This post is inspired by a comment from CaptainHawk and by Linux Loop’s article “Repository Adding Via Apt-URL – An Overlooked Feature of Ubuntu 9.04“. So, let’s look how the feature will be implemented and why it is overlooked. (hint: because it sucks).
Introduction, apt-url and the problem (you can skip this)
Thanks to the .deb format, installing any software not present in the repositories is as easy as downloading the file, clicking on it and filling your password. If the program is present in the Ubuntu repositories, instead, thanks to the magic of apt-url, it’s possible to make up an url that asks Ubuntu to retrieve and install such software from the repositories you have enabled.
How to install LOLCATS on UbuntuThat’s quite nice, but still something is missing.
- installing from standalone .debs doesn’t get you the automatic system software update you’ve grown to love and respect.
- complex programs have dependencies. This means they require other software parts to work properly.
- If those dependencies are not included in your repositories you’re out of luck.
- You have to install them manually.
- Even in the case you can find them packaged, you have to install them in a specific order (for example look at pidgin on getdeb).
That’s the reason why most complex applications usually have their own repository. Once an user adds their repository to his list, he gets the very same features he get from official repositories. Automated software updates, installation via apt-get, installation via apt-url. And he doesn’t have to install the dependancies of the application manually, because those are (hopefully) included in the new repository.
Currently, though, adding a new repository is not easy: you have to manually tweak your repository sources list.
- You can do that in System->Administration->Software Sources, going to the second tab, and click the Add button. Then you copy paste there the code you found on some website. Usually repositories instruction consist of two lines to be added (the second being the source code repository, which is unneeded in most cases, but a novice has no way to know that), so you have to repeat the process for the second line.
- Or you can add them manually to the /etc/apt/sources.lists file.
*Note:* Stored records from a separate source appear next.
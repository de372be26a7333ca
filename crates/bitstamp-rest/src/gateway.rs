//! Rate-limited call gateway
//!
//! All REST traffic goes through [`CallGateway::call`]. It owns the call
//! budget, signs private requests, and classifies every response into a
//! single outcome. A background task started at construction resets the
//! per-window counter until the gateway is closed or dropped.

use bitstamp_auth::{Credentials, Params, RequestSigner};
use bitstamp_types::{CallBudget, RateLimitResult};
use chrono::Utc;
use parking_lot::Mutex;
use std::sync::Arc;
use std::time::Duration;
use tokio::runtime::Handle;
use tokio::task::JoinHandle;
use tokio::time::{interval_at, Instant, MissedTickBehavior};
use tracing::{debug, info, instrument, trace, warn};

use crate::config::GatewayConfig;
use crate::endpoints::OperationRequest;
use crate::error::{CallError, CallResult};
use crate::response::{classify, CallResponse};
use crate::transport::{HttpMethod, HttpRequest, HttpTransport, ReqwestTransport};

/// Content type of every request body
pub const FORM_CONTENT_TYPE: &str = "application/x-www-form-urlencoded";

/// Bitstamp REST gateway
///
/// Must be created inside a tokio runtime.
///
/// # Example
///
/// ```no_run
/// use bitstamp_rest::{CallGateway, OperationRequest};
/// use bitstamp_types::Pair;
///
/// #[tokio::main]
/// async fn main() -> Result<(), Box<dyn std::error::Error>> {
///     let gateway = CallGateway::new()?;
///     let ticker = gateway.execute(&OperationRequest::ticker(Some(Pair::BTC_USD))).await?;
///     println!("{:?}", ticker.json());
///     gateway.close();
///     Ok(())
/// }
/// ```
pub struct CallGateway {
    config: GatewayConfig,
    transport: Arc<dyn HttpTransport>,
    signer: Option<RequestSigner>,
    budget: Arc<Mutex<CallBudget>>,
    window_task: Mutex<Option<JoinHandle<()>>>,
}

impl CallGateway {
    /// Create a gateway for public endpoints with default settings
    pub fn new() -> CallResult<Self> {
        Self::with_config(GatewayConfig::default(), None)
    }

    /// Create a gateway that can also call private endpoints
    pub fn with_credentials(credentials: Credentials) -> CallResult<Self> {
        Self::with_config(GatewayConfig::default(), Some(credentials))
    }

    /// Create a gateway over the reqwest transport
    pub fn with_config(config: GatewayConfig, credentials: Option<Credentials>) -> CallResult<Self> {
        let transport = ReqwestTransport::new(&config.user_agent)
            .map_err(|e| CallError::Config(e.to_string()))?;
        Self::with_transport(config, Arc::new(transport), credentials.map(RequestSigner::new))
    }

    /// Create a gateway over a custom transport and signer
    pub fn with_transport(
        config: GatewayConfig,
        transport: Arc<dyn HttpTransport>,
        signer: Option<RequestSigner>,
    ) -> CallResult<Self> {
        let handle = Handle::try_current()
            .map_err(|e| CallError::Config(format!("no tokio runtime: {}", e)))?;

        let budget = Arc::new(Mutex::new(CallBudget::new()));
        let window_task = spawn_window_reset(&handle, Arc::clone(&budget), config.rate_limit.window);

        info!(
            base_url = %config.base_url,
            limit = config.rate_limit.max_calls_per_window,
            authenticated = signer.is_some(),
            "Created Bitstamp call gateway"
        );

        Ok(Self {
            config,
            transport,
            signer,
            budget,
            window_task: Mutex::new(Some(window_task)),
        })
    }

    /// Gateway configuration
    pub fn config(&self) -> &GatewayConfig {
        &self.config
    }

    /// Check if the gateway can sign private requests
    pub fn has_credentials(&self) -> bool {
        self.signer.is_some()
    }

    /// Snapshot of the call counters
    pub fn budget(&self) -> CallBudget {
        *self.budget.lock()
    }

    /// Perform one catalog operation
    pub async fn execute(&self, request: &OperationRequest) -> CallResult<CallResponse> {
        let spec = request.operation().spec();
        let params = request.body();
        self.call(
            &request.path(),
            spec.method,
            (!params.is_empty()).then_some(params),
            spec.requires_auth,
            spec.legacy,
        )
        .await
    }

    /// Perform one HTTP call
    ///
    /// `path` is relative to the selected base URL. Every attempt counts
    /// against the budget, including ones refused for exceeding it.
    #[instrument(skip(self, params), fields(method = %method))]
    pub async fn call(
        &self,
        path: &str,
        method: HttpMethod,
        params: Option<&Params>,
        requires_auth: bool,
        use_legacy_base: bool,
    ) -> CallResult<CallResponse> {
        let verdict = self
            .budget
            .lock()
            .register_call(&self.config.rate_limit, Utc::now());
        if let RateLimitResult::Limited { limit, window } = verdict {
            warn!(limit, ?window, "Call budget exhausted, request not sent");
            return Err(CallError::RateLimitExceeded { limit, window });
        }

        let body = self.encode_body(params, requires_auth)?;
        let request = HttpRequest {
            method,
            url: join_url(self.config.base_for(use_legacy_base), path),
            headers: vec![
                ("content-type".to_string(), FORM_CONTENT_TYPE.to_string()),
                ("accept".to_string(), "application/json".to_string()),
            ],
            body,
            timeout: self.config.timeout,
        };

        debug!(url = %request.url, signed = requires_auth, "Sending request");
        let response = self.transport.send(request).await.map_err(|e| {
            warn!(error = %e, "Transport failed");
            CallError::Network(e)
        })?;

        let outcome = classify(response, self.config.parse_failure);
        if let Err(e) = &outcome {
            debug!(error = %e, "Call failed");
        }
        outcome
    }

    /// Stop the window reset task
    ///
    /// Calls still go through afterwards, but the window counter no longer
    /// resets. Idempotent.
    pub fn close(&self) {
        if let Some(task) = self.window_task.lock().take() {
            task.abort();
            info!("Call gateway closed");
        }
    }

    /// Returns true once `close` has been called
    pub fn is_closed(&self) -> bool {
        self.window_task.lock().is_none()
    }

    fn encode_body(&self, params: Option<&Params>, requires_auth: bool) -> CallResult<Option<String>> {
        let empty = Params::new();
        let params = params.unwrap_or(&empty);

        let encoded = if requires_auth {
            let signer = self.signer.as_ref().ok_or(CallError::AuthRequired)?;
            signer.sign(params)?
        } else {
            params.to_urlencoded()?
        };

        Ok((!encoded.is_empty()).then_some(encoded))
    }
}

impl Drop for CallGateway {
    fn drop(&mut self) {
        if let Some(task) = self.window_task.get_mut().take() {
            task.abort();
        }
    }
}

impl std::fmt::Debug for CallGateway {
    fn fmt(&self, f: &mut std::fmt::Formatter<'_>) -> std::fmt::Result {
        f.debug_struct("CallGateway")
            .field("config", &self.config)
            .field("authenticated", &self.signer.is_some())
            .field("budget", &self.budget())
            .finish()
    }
}

fn spawn_window_reset(
    handle: &Handle,
    budget: Arc<Mutex<CallBudget>>,
    window: Duration,
) -> JoinHandle<()> {
    handle.spawn(async move {
        let mut ticker = interval_at(Instant::now() + window, window);
        ticker.set_missed_tick_behavior(MissedTickBehavior::Delay);
        loop {
            ticker.tick().await;
            budget.lock().reset_window(Utc::now());
            trace!("Call window reset");
        }
    })
}

fn join_url(base: &str, path: &str) -> String {
    format!("{}/{}", base.trim_end_matches('/'), path.trim_start_matches('/'))
}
So you browse with nautilus to the /etc/apt directory and open the sources.list file. You paste the two lines, save and.. ouch, can’t save, it’s readonly. Yes, gedit won’t ask you for a password if the file is readonly it will just refuse to write it. You can workaround this opening a terminal and issuing a command as unmeaningful as gksudo gedit /etc/apt/sources.lists. Once you’re there add your repository code at the end of the file, be sure to not have changed anything other, save and quit.
Then force a sources update by issuing: sudo apt-get update.
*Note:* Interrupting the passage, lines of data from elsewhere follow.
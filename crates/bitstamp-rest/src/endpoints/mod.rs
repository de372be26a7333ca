//! Endpoint catalog
//!
//! Every Bitstamp operation is one row in [`Operation::spec`]: its path
//! segment, HTTP method, whether it is signed, and which base URL it lives
//! under. Requests for any row go through [`CallGateway::execute`].
//!
//! [`CallGateway::execute`]: crate::CallGateway::execute

pub mod account;
pub mod funding;
pub mod market;
pub mod trading;

use bitstamp_auth::Params;
use std::fmt;

use crate::transport::HttpMethod;

/// One catalog row
#[derive(Debug, Clone, Copy, PartialEq, Eq)]
pub struct EndpointSpec {
    /// Path segment under the base URL, without slashes at either end
    pub segment: &'static str,
    /// HTTP method
    pub method: HttpMethod,
    /// Whether the request body must be signed
    pub requires_auth: bool,
    /// Whether the endpoint lives under the legacy base URL
    pub legacy: bool,
}

const fn public(segment: &'static str) -> EndpointSpec {
    EndpointSpec {
        segment,
        method: HttpMethod::Get,
        requires_auth: false,
        legacy: false,
    }
}

const fn private(segment: &'static str) -> EndpointSpec {
    EndpointSpec {
        segment,
        method: HttpMethod::Post,
        requires_auth: true,
        legacy: false,
    }
}

const fn private_legacy(segment: &'static str) -> EndpointSpec {
    EndpointSpec {
        legacy: true,
        ..private(segment)
    }
}

/// Bitstamp REST operations
#[derive(Debug, Clone, Copy, PartialEq, Eq, Hash)]
pub enum Operation {
    // === Market data ===
    Ticker,
    TickerHour,
    OrderBook,
    Transactions,
    ConversionRate,

    // === Account ===
    Balance,
    UserTransactions,
    OpenOrders,
    OrderStatus,

    // === Trading ===
    CancelOrder,
    CancelAllOrders,
    BuyLimitOrder,
    BuyMarketOrder,
    SellLimitOrder,
    SellMarketOrder,

    // === Funding ===
    WithdrawalRequests,
    BitcoinWithdrawal,
    LitecoinWithdrawal,
    EthereumWithdrawal,
    RippleWithdrawal,
    XrpWithdrawal,
    EthereumDepositAddress,
    XrpDepositAddress,
    LitecoinDepositAddress,
    BitcoinDepositAddress,
    RippleDepositAddress,
    UnconfirmedBitcoinDeposits,
    TransferSubToMain,
    TransferMainToSub,
    OpenBankWithdrawal,
    BankWithdrawalStatus,
    CancelBankWithdrawal,
    NewLiquidationAddress,
    LiquidationAddressInfo,
}

impl Operation {
    /// Every operation in the catalog
    pub const ALL: &'static [Operation] = &[
        Self::Ticker,
        Self::TickerHour,
        Self::OrderBook,
        Self::Transactions,
        Self::ConversionRate,
        Self::Balance,
        Self::UserTransactions,
        Self::OpenOrders,
        Self::OrderStatus,
        Self::CancelOrder,
        Self::CancelAllOrders,
        Self::BuyLimitOrder,
        Self::BuyMarketOrder,
        Self::SellLimitOrder,
        Self::SellMarketOrder,
        Self::WithdrawalRequests,
        Self::BitcoinWithdrawal,
        Self::LitecoinWithdrawal,
        Self::EthereumWithdrawal,
        Self::RippleWithdrawal,
        Self::XrpWithdrawal,
        Self::EthereumDepositAddress,
        Self::XrpDepositAddress,
        Self::LitecoinDepositAddress,
        Self::BitcoinDepositAddress,
        Self::RippleDepositAddress,
        Self::UnconfirmedBitcoinDeposits,
        Self::TransferSubToMain,
        Self::TransferMainToSub,
        Self::OpenBankWithdrawal,
        Self::BankWithdrawalStatus,
        Self::CancelBankWithdrawal,
        Self::NewLiquidationAddress,
        Self::LiquidationAddressInfo,
    ];

    /// Catalog row for this operation
    pub const fn spec(&self) -> EndpointSpec {
        match self {
            Self::Ticker => public("ticker"),
            Self::TickerHour => public("ticker_hour"),
            Self::OrderBook => public("order_book"),
            Self::Transactions => public("transactions"),
            Self::ConversionRate => public("eur_usd"),

            Self::Balance => private("balance"),
            Self::UserTransactions => private("user_transactions"),
            Self::OpenOrders => private("open_orders"),
            Self::OrderStatus => private("order_status"),

            Self::CancelOrder => private("cancel_order"),
            Self::CancelAllOrders => private("cancel_all_orders"),
            Self::BuyLimitOrder => private("buy"),
            Self::BuyMarketOrder => private("buy/market"),
            Self::SellLimitOrder => private("sell"),
            Self::SellMarketOrder => private("sell/market"),

            Self::WithdrawalRequests => private_legacy("withdrawal_requests"),
            Self::BitcoinWithdrawal => private_legacy("bitcoin_withdrawal"),
            Self::LitecoinWithdrawal => private("ltc_withdrawal"),
            Self::EthereumWithdrawal => private("eth_withdrawal"),
            Self::RippleWithdrawal => private_legacy("ripple_withdrawal"),
            Self::XrpWithdrawal => private("xrp_withdrawal"),
            Self::EthereumDepositAddress => private("eth_address"),
            Self::XrpDepositAddress => private("xrp_address"),
            Self::LitecoinDepositAddress => private("ltc_address"),
            Self::BitcoinDepositAddress => private_legacy("bitcoin_deposit_address"),
            Self::RippleDepositAddress => private_legacy("ripple_address"),
            Self::UnconfirmedBitcoinDeposits => private_legacy("unconfirmed_btc"),
            Self::TransferSubToMain => private("transfer-to-main"),
            Self::TransferMainToSub => private("transfer-from-main"),
            Self::OpenBankWithdrawal => private("withdrawal/open"),
            Self::BankWithdrawalStatus => private("withdrawal/status"),
            Self::CancelBankWithdrawal => private("withdrawal/cancel"),
            Self::NewLiquidationAddress => private("liquidation_address/new"),
            Self::LiquidationAddressInfo => private("liquidation_address/info"),
        }
    }

    /// Whether the request body must be signed
    pub const fn requires_auth(&self) -> bool {
        self.spec().requires_auth
    }
}

impl fmt::Display for Operation {
    fn fmt(&self, f: &mut fmt::Formatter<'_>) -> fmt::Result {
        f.write_str(self.spec().segment)
    }
}

/// Resolve an endpoint path: `segment/` or `segment/pair/`
pub fn resolve_path(segment: &str, pair: Option<&str>) -> String {
    let segment = segment.trim_matches('/');
    match pair.map(|p| p.trim_matches('/')).filter(|p| !p.is_empty()) {
        Some(pair) => format!("{}/{}/", segment, pair),
        None => format!("{}/", segment),
    }
}

/// A request for one catalog operation
#[derive(Debug, Clone, PartialEq, Eq)]
pub struct OperationRequest {
    operation: Operation,
    pair: Option<String>,
    params: Params,
    query: Vec<(String, String)>,
}

impl OperationRequest {
    /// Create a request with no pair and no parameters
    pub fn new(operation: Operation) -> Self {
        Self {
            operation,
            pair: None,
            params: Params::new(),
            query: Vec::new(),
        }
    }

    /// Scope the request to a currency pair
    pub fn pair(mut self, pair: impl Into<String>) -> Self {
        self.pair = Some(pair.into());
        self
    }

    /// Scope the request to a pair if one is given
    pub fn pair_opt(mut self, pair: Option<&str>) -> Self {
        self.pair = pair.map(str::to_string);
        self
    }

    /// Add a body parameter
    pub fn param(mut self, key: impl Into<String>, value: impl ToString) -> Self {
        self.params.set(key, Some(value.to_string()));
        self
    }

    /// Add a body parameter that may be absent
    pub fn param_opt<V: ToString>(mut self, key: impl Into<String>, value: Option<V>) -> Self {
        self.params.set(key, value.map(|v| v.to_string()));
        self
    }

    /// Replace all body parameters
    pub fn params(mut self, params: Params) -> Self {
        self.params = params;
        self
    }

    /// Add a query string parameter
    pub fn query(mut self, key: impl Into<String>, value: impl ToString) -> Self {
        self.query.push((key.into(), value.to_string()));
        self
    }

    /// Target operation
    pub fn operation(&self) -> Operation {
        self.operation
    }

    /// Body parameters
    pub fn body(&self) -> &Params {
        &self.params
    }

    /// Path relative to the base URL, including any query string
    pub fn path(&self) -> String {
        let mut path = resolve_path(self.operation.spec().segment, self.pair.as_deref());
        if !self.query.is_empty() {
            let query = self
                .query
                .iter()
                .map(|(k, v)| format!("{}={}", k, v))
                .collect::<Vec<_>>()
                .join("&");
            path.push('?');
            path.push_str(&query);
        }
        path
    }
}

impl From<Operation> for OperationRequest {
    fn from(operation: Operation) -> Self {
        Self::new(operation)
    }
}

#[cfg(test)]
mod tests {
    use super::*;

    #[test]
    fn test_resolve_path() {
        assert_eq!(resolve_path("ticker", None), "ticker/");
        assert_eq!(resolve_path("ticker", Some("btcusd")), "ticker/btcusd/");
        assert_eq!(resolve_path("withdrawal/open/", None), "withdrawal/open/");
        assert_eq!(resolve_path("open_orders", Some("all/")), "open_orders/all/");
        assert_eq!(resolve_path("balance", Some("")), "balance/");
    }

    #[test]
    fn test_catalog_shape() {
        for op in Operation::ALL {
            let spec = op.spec();
            assert!(!spec.segment.starts_with('/') && !spec.segment.ends_with('/'));
            // Only public market data is read over GET
            assert_eq!(spec.method == HttpMethod::Get, !spec.requires_auth, "{}", op);
        }

        assert!(Operation::BitcoinWithdrawal.spec().legacy);
        assert!(Operation::UnconfirmedBitcoinDeposits.spec().legacy);
        assert!(!Operation::XrpWithdrawal.spec().legacy);
        assert_eq!(
            Operation::LiquidationAddressInfo.spec().segment,
            "liquidation_address/info"
        );
    }

    #[test]
    fn test_request_path_with_query() {
        let request = OperationRequest::new(Operation::Transactions)
            .pair("btcusd")
            .query("time", "hour");
        assert_eq!(request.path(), "transactions/btcusd/?time=hour");
    }

    #[test]
    fn test_request_params() {
        let request = OperationRequest::new(Operation::OrderStatus)
            .param("id", 42)
            .param_opt::<String>("client_order_id", None);
        assert_eq!(request.body().get("id"), Some("42"));
        assert_eq!(request.body().present().count(), 1);
    }
}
Now you have the new repository enabled, and you can install software from that in the usually ways. But you’ll get horrible errors when updating and a further confirmation dialog when installing because the software you’re installing is not verified/signed/authenticated/whatever.
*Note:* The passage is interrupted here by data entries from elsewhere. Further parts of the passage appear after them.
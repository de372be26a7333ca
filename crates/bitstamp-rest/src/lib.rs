//! REST API gateway for the Bitstamp exchange
//!
//! Every request goes through one [`CallGateway`], which:
//!
//! - counts calls against a per-window budget and refuses to send once the
//!   budget is spent (Bitstamp defaults: 60 calls per minute)
//! - signs private requests with HMAC-SHA256 via `bitstamp-auth`
//! - classifies each response as success, HTTP error, parse error or API
//!   error
//!
//! The operations themselves are rows in a declarative catalog
//! ([`Operation`]); typed constructors on [`OperationRequest`] build the
//! request body for each of them.
//!
//! # Example
//!
//! ```no_run
//! use bitstamp_rest::{CallGateway, OperationRequest};
//! use bitstamp_auth::Credentials;
//!
//! #[tokio::main]
//! async fn main() -> Result<(), Box<dyn std::error::Error>> {
//!     // Public endpoints (no auth required)
//!     let public = CallGateway::new()?;
//!     let book = public.execute(&OperationRequest::order_book(Some("btcusd"))).await?;
//!     println!("{:?}", book.json());
//!
//!     // Private endpoints (auth required)
//!     let creds = Credentials::from_env()?;
//!     let private = CallGateway::with_credentials(creds)?;
//!     let balance = private.execute(&OperationRequest::balance(None)).await?;
//!     println!("{:?}", balance.json());
//!
//!     Ok(())
//! }
//! ```

pub mod config;
pub mod endpoints;
pub mod error;
pub mod gateway;
pub mod response;
pub mod transport;

pub use config::{GatewayConfig, ParseFailurePolicy, API_BASE_URL, LEGACY_API_BASE_URL};
pub use endpoints::account::{SortOrder, TransactionsQuery};
pub use endpoints::market::TransactionsWindow;
pub use endpoints::trading::LimitOrderOptions;
pub use endpoints::{resolve_path, EndpointSpec, Operation, OperationRequest};
pub use error::{CallError, CallResult};
pub use gateway::CallGateway;
pub use response::{CallResponse, ResponseBody};
pub use transport::{HttpMethod, HttpRequest, HttpResponse, HttpTransport, ReqwestTransport, TransportError};

#[cfg(any(test, feature = "test-utils"))]
pub use transport::MockHttpTransport;

// Re-export commonly used types
pub use bitstamp_auth::{Credentials, Params};
pub use bitstamp_types::{CallBudget, FailureKind, RateLimitConfig};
What you need to get rid of all that uglyness is to import the keyfile for the repository. This means downloading it from the website and importing it from the Software Source dialog or running a command that can be as scary as the following (it’s an example don’t run it):
wget -q http://wine.budgetdedicated.com/apt/387EE263.gpg -O- | sudo apt-key add -
The solution
Why not extending apt-url to install a repository, and possibly the keyring file in place of the user ? You click on a web-page, you get a confirmal dialog and, if you accept it, you get the repository added and the keyfile imported.
Now ask the question, “Will we ever see this on Ubuntu ?” Well, I have three news for you:
The good:
Ubuntu 9.04 will have click-to-install repositories. You click a link, and it installs the repository for you.
The bad:
The repositories installable via single-click will have to be whitelisted. That means that only ubuntu-community approved repositories will work with the click install. That narrows a lot the scope of the install.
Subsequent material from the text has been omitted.